Consider, for example, the group of French composers collectively dubbed Les Six. Naming all six of them has long been as ticklish a proposition as naming all seven of Disney's dwarfs, but the reputations of even such former heavyweights as Milhaud and Honegger have declined to the point where not just pride of place but sole place has been ceded to the deceptively frivolous Poulenc. Or take the "Mayhem Parva" school of classic English whodunits. Allingham, Berkeley, Sayers and Dixon Carr still doubtless have their faithful readers but, for the wider world, the whole cosy coterie has shrunk to a single member: Agatha Christie.

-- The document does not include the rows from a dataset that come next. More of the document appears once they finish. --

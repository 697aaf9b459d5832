//! Trace event model and milestone extraction.

pub mod correlate;
pub mod synthesize;

pub use correlate::{correlate, Milestones};
pub use synthesize::{synthesize_measurements, SyntheticIds};

use serde::{Deserialize, Serialize};

/// One record in the browser's trace event stream.
///
/// Timestamps are monotonic microseconds. They share a clock domain only
/// within one (pid, tid) pair — comparing `ts` across pids is meaningless
/// without first checking the domain matches.
#[derive(Debug, Clone, PartialEq, Serialize, Deserialize)]
pub struct TraceEvent {
    pub pid: i64,
    pub tid: i64,
    pub ts: u64,
    /// Phase marker: `B`/`E` duration, `I` instant, `R` mark, `b`/`e` async.
    pub ph: String,
    pub cat: String,
    pub name: String,
    #[serde(default)]
    pub args: serde_json::Value,
    #[serde(skip_serializing_if = "Option::is_none")]
    pub id: Option<String>,
}

impl TraceEvent {
    /// The frame this event belongs to, when it declares one.
    pub fn frame(&self) -> Option<&str> {
        self.args.get("frame").and_then(serde_json::Value::as_str)
    }
}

The same process has surely been at work on the band of ground-breaking dramatists, the so-called Angry Young Men who sought to revitalise the British theatre in the 1960s, substituting the kitchen sink for the French window as its emblematic prop. At the time they were all pretty equally esteemed: Pinter, Osborne, Delaney, Arden, Wesker, Jellicoe, Mercer, Rudkin. Thirty-odd years on, the only one who can claim to belong to the ongoing present tense of our cultural life is also, not by chance, the only one who mapped out a hitherto unexplored theatrical terrain: Pinter, of course.
As for John Osborne, who actually launched the movement with Look Back in Anger and who would probably have been voted by critics the most likely to survive, he has become a specialised taste, of interest to those who continue to be passionate about the theatre, of indifference to those who are not. His plays were monodramatic rants as dated as the events and issues in reaction to which they were written; his language was indistinguishable from that of his peers. There's no such thing as an "Osborne sentence", still less an "Osborne silence".
Pinter's name has become an adjective, "Pinteresque", whose meaning we all understand even if, like his own characters, we sometimes find it hard to put into words. But "Osbornesque"? Posterity will look back on the Osborne cult not in anger but in bafflement.